Certains procès agrandissent le territoire de ce qui ne peut plus être toléré collectivement. D’autres, au contraire, à cause d’une institution sans moyen, inégale et punitive, le réduisent. Mais la justice ne permet pas à elle seule, parce que ce n’est pas son rôle, d’opérer des changements systémiques ou culturels.
La justice n’éduque pas. En tout cas, la justice telle qu’elle se trouve devant nous. Réparatrices, transformatrices : ailleurs qu’en France, d’autres modalités judiciaires tentent des approches différentes autour de la victime et de ses attentes. La justice française ne place pas les plaignantes au centre du procès, et leur bien-être et leur besoin de réparation non plus. De quoi créer de la frustration, de la colère, de la déception. Il y a sans doute autant de réactions différentes à l’annonce d’un verdict qu’il y a de victimes. On ne peut pas parler pour elles, elles seules savent ce qu’elles attendent du procès. Parfois, elles ne le savent même pas.
Ces limites sont parfois même pointées par certain·es magistrat·es. Dans son réquisitoire lors du procès Ruggia, la procureure s’adresse ainsi à Adèle Haenel : « Les conséquences psychologiques vont survivre à cette audience. Peut-être qu’elle pourra apaiser, je l’espère. Je sais ce que la justice peut faire. Je sais aussi ce qu’elle ne peut pas faire. »

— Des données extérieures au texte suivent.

use std::io::{ErrorKind, Read};
use std::ops::Index;

use rayon::prelude::*;

use crate::error::Result;

/// Size of the read buffer used when counting from a stream.
const READ_SIZE: usize = 1024 * 1024;

/// Slices longer than this are counted in parallel.
const PARALLEL_MIN: usize = 64 * 1024;
const CHUNK: usize = 16 * 1024;

/// Occurrence counts for each of the 256 byte values.
#[derive(Clone, Debug, PartialEq, Eq)]
pub struct FrequencyTable {
    counts: [u64; 256],
}

impl FrequencyTable {
    /// An all zero table.
    pub fn new() -> Self {
        Self { counts: [0; 256] }
    }

    /// Build a table directly from counts, as the header decoder does.
    pub fn from_counts(counts: [u64; 256]) -> Self {
        Self { counts }
    }

    /// Count every byte of a slice.
    pub fn from_bytes(data: &[u8]) -> Self {
        let mut table = Self::new();
        table.add(data);
        table
    }

    /// Count every byte a reader produces, until end of input. Read errors are returned as is.
    pub fn count<R: Read>(source: &mut R) -> Result<Self> {
        let mut table = Self::new();
        let mut buf = vec![0_u8; READ_SIZE];
        loop {
            let size = match source.read(&mut buf) {
                Ok(0) => break,
                Ok(size) => size,
                Err(e) if e.kind() == ErrorKind::Interrupted => continue,
                Err(e) => return Err(e.into()),
            };
            table.add(&buf[..size]);
        }
        Ok(table)
    }

    /// Add the bytes of `data` to the running counts.
    pub fn add(&mut self, data: &[u8]) {
        let counts = Self::tally(data);
        self.counts
            .iter_mut()
            .zip(counts.iter())
            .for_each(|(total, n)| *total += n);
    }

    /// Count one slice. Slices over `PARALLEL_MIN` are split into `CHUNK` sized pieces and
    /// counted on the rayon pool.
    fn tally(data: &[u8]) -> [u64; 256] {
        if data.len() <= PARALLEL_MIN {
            return count_chunk([0; 256], data);
        }
        data.par_chunks(CHUNK)
            .fold(|| [0_u64; 256], count_chunk)
            .reduce(
                || [0_u64; 256],
                |mut left, right| {
                    left.iter_mut().zip(right.iter()).for_each(|(l, r)| *l += r);
                    left
                },
            )
    }

    /// Total number of symbols counted.
    pub fn total(&self) -> u64 {
        self.counts.iter().sum()
    }

    /// Number of distinct symbols present.
    pub fn distinct(&self) -> usize {
        self.counts.iter().filter(|&&f| f > 0).count()
    }

    pub fn is_empty(&self) -> bool {
        self.counts.iter().all(|&f| f == 0)
    }

    /// (symbol, count) for every present symbol, ascending by symbol.
    pub fn present(&self) -> impl Iterator<Item = (u8, u64)> + '_ {
        self.counts
            .iter()
            .enumerate()
            .filter(|(_, &f)| f > 0)
            .map(|(s, &f)| (s as u8, f))
    }

    pub fn counts(&self) -> &[u64; 256] {
        &self.counts
    }
}

impl Default for FrequencyTable {
    fn default() -> Self {
        Self::new()
    }
}

impl Index<u8> for FrequencyTable {
    type Output = u64;

    fn index(&self, symbol: u8) -> &u64 {
        &self.counts[symbol as usize]
    }
}

fn count_chunk(mut counts: [u64; 256], chunk: &[u8]) -> [u64; 256] {
    chunk.iter().for_each(|&b| counts[b as usize] += 1);
    counts
}
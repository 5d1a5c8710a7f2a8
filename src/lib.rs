//! Static Huffman compression of byte streams.
//!
//! Version 0.1.0
//!
//! A compressed stream carries its own model: a header with the count of every byte value,
//! followed by the Huffman coded bytes and zero padding to the next byte boundary. There is
//! no magic number or checksum. A damaged stream shows up only as running out of bits
//! before the header's byte count has been produced.
//!
//! Basic usage to compress a file is as follows:
//!
//! `$> huffpack test.txt`
//!
//! This will compress the file and create the file test.txt.huf. `huffpack -d test.txt.huf`
//! restores test.txt.
//!
//! The same pipelines are available on any reader and writer:
//!
//! ```
//! let packed = huffpack::encode_bytes(b"AAAAABBBCD").unwrap();
//! assert_eq!(huffpack::decode_bytes(&packed).unwrap(), b"AAAAABBBCD");
//! ```
//!
pub mod bitstream;
pub mod compression;
pub mod error;
pub mod huffman_coding;
pub mod tools;

pub use compression::compress::{encode, encode_bytes, EncodeStats};
pub use compression::decompress::{decode, decode_bytes, DecodeStats};
pub use error::{HufError, Result};
pub use tools::freq_count::FrequencyTable;
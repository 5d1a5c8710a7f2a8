use std::io::{self, Write};

use log::error;

/// Number of packed bytes held before they are handed to the underlying writer.
const BUFFER_SIZE: usize = 64 * 1024;

/// Writes a bitstream for output, most significant bit first. Bits are queued and moved
/// into the output buffer a byte at a time; the buffer is written to the sink when full
/// and on flush().
pub struct BitWriter<W: Write> {
    /// Output buffer of completed bytes waiting to be written.
    output: Vec<u8>,
    /// Private queue to hold bits that are waiting to be put as bytes into the output buffer.
    queue: u64,
    /// Count of valid bits in the queue.
    q_bits: u8,
    /// Total bits accepted so far, not counting padding.
    bits_written: u64,
    /// Handle to the output stream
    writer: W,
}

impl<W: Write> BitWriter<W> {
    /// Create a new BitWriter over any sink. Call flush() once at the end of the session
    /// or the last partial byte will be lost.
    pub fn new(writer: W) -> Self {
        Self {
            output: Vec::with_capacity(BUFFER_SIZE),
            queue: 0,
            q_bits: 0,
            bits_written: 0,
            writer,
        }
    }

    /// Move all full bytes from the queue to the output buffer, writing the buffer out
    /// when it fills.
    fn push_queue(&mut self) -> io::Result<()> {
        while self.q_bits > 7 {
            let byte = (self.queue >> (self.q_bits - 8)) as u8;
            self.output.push(byte); //push the packed byte out
            self.q_bits -= 8; //adjust the count of bits left in the queue
        }
        if self.output.len() >= BUFFER_SIZE {
            self.writer.write_all(&self.output)?;
            self.output.clear();
        }
        Ok(())
    }

    /// Writes the low `n` bits of `value` (n <= 32), most significant of those bits first.
    pub fn write_bits(&mut self, n: u8, value: u32) -> io::Result<()> {
        debug_assert!(n <= 32, "write_bits called with {} bits", n);
        if n == 0 {
            return Ok(());
        }
        let mask = (1_u64 << n) - 1;
        self.queue <<= n; //shift queue by bit length
        self.queue |= value as u64 & mask; //add data portion to queue
        self.q_bits += n; //update depth of queue bits
        self.bits_written += n as u64;
        self.push_queue()
    }

    /// Writes the low `n` bits of a 64 bit value (n <= 64), in two pieces when needed.
    pub fn write_long(&mut self, n: u8, value: u64) -> io::Result<()> {
        debug_assert!(n <= 64, "write_long called with {} bits", n);
        if n > 32 {
            self.write_bits(n - 32, (value >> 32) as u32)?;
            self.write_bits(32, value as u32)
        } else {
            self.write_bits(n, value as u32)
        }
    }

    /// Writes a single bit.
    pub fn write_bit(&mut self, bit: bool) -> io::Result<()> {
        self.write_bits(1, bit as u32)
    }

    /// Total bits written so far, excluding any flush padding.
    pub fn bits_written(&self) -> u64 {
        self.bits_written
    }

    /// Flushes the remaining bits (1-7) from the queue, padding with 0s in the least
    /// signficant bits, then writes everything buffered to the sink.
    pub fn flush(&mut self) -> io::Result<()> {
        if self.q_bits > 0 {
            self.queue <<= 8 - self.q_bits; //pad the queue with zeros
            self.q_bits += 8 - self.q_bits;
        }
        self.push_queue()?;
        if self.q_bits > 0 {
            error!("Stuff left in the BitWriter queue.");
        }
        self.writer.write_all(&self.output)?;
        self.output.clear();
        self.writer.flush()
    }

    /// Give back the sink. Anything not flushed is dropped.
    pub fn into_inner(self) -> W {
        self.writer
    }

    /// Debugging function to return the number of bytes.bits output so far
    pub fn loc(&self) -> String {
        format!("[{}.{}]", self.bits_written / 8, self.bits_written % 8)
    }
}
//! The tools module provides the helpers around the codec.
//!
//! The tools are:
//! - cli: Command line interface and the options it produces.
//! - file_io: Output naming and safe file writing for the file front end.
//! - freq_count: Byte frequency counting.
//! - report: Code table reports for files and text.
//!
pub mod cli;
pub mod file_io;
pub mod freq_count;
pub mod report;
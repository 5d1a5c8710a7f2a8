//! Error classification for the huffpack codec.
//!
//! Every failure aborts the current encode or decode call. Nothing is retried.

use thiserror::Error;

#[derive(Error, Debug)]
pub enum HufError {
    /// Read/write failure on the underlying source or sink.
    #[error("I/O error: {0}")]
    Io(#[from] std::io::Error),

    /// Encode was called on zero input bytes.
    #[error("Input is empty, nothing to encode")]
    EmptyInput,

    /// A symbol count does not fit in the header's largest size class.
    #[error("Symbol {symbol:#04x} occurs {count} times, more than the header can store")]
    FrequencyRange { symbol: u8, count: u64 },

    /// The encoded stream ended before the header's symbol count was reached.
    #[error("Compressed stream ended early after {bits_read} bits")]
    TruncatedStream { bits_read: u64 },

    /// A header size class outside 0..=3.
    #[error("Invalid size class {class} for symbol {symbol} in header")]
    CorruptHeader { symbol: usize, class: u32 },
}

pub type Result<T> = std::result::Result<T, HufError>;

Toutes les victimes de violences sexuelles ne souhaitent pas que leurs agresseurs aillent en prison. C’est d’ailleurs parfois la raison pour laquelle elles ne veulent pas porter plainte. Pourtant, la France peine à proposer des dispositifs alternatifs, et ne fait rien pour sortir de ses logiques punitives et carcérales. Et aucun des gouvernements qui se sont succédé ces dernières années n’a pris suffisamment le sujet des violences sexistes et sexuelles au sérieux pour proposer des mesures qui permettraient d’agir plus tôt sur les comportements à risque : des mesures d’éducation à la sexualité, de prévention, d’accompagnement.
Parce qu’elle n’a vocation ni à réparer, ni à éduquer, la justice doit s’accompagner plus largement de politiques publiques d’ampleur pour permettre de rompre les violences et les dominations – à commencer par l’Éducation nationale. Le nouveau programme d’éducation à la vie relationnelle, affective et à la sexualité, s’il est enfin appliqué malgré la virulence de l’extrême droite qui s’en offusque, est une étape nécessaire. Minimale, vu l’urgence et le retard français sur cette question. Mais nécessaire.
La publicisation de ces procès, aussi importante soit elle, ne doit pas nous faire oublier que ces audiences représentent l’exception plus que la norme. En France, 86 % des affaires de violences sexuelles sont classées sans suite, et moins de 6 % des plaintes débouchent sur une condamnation.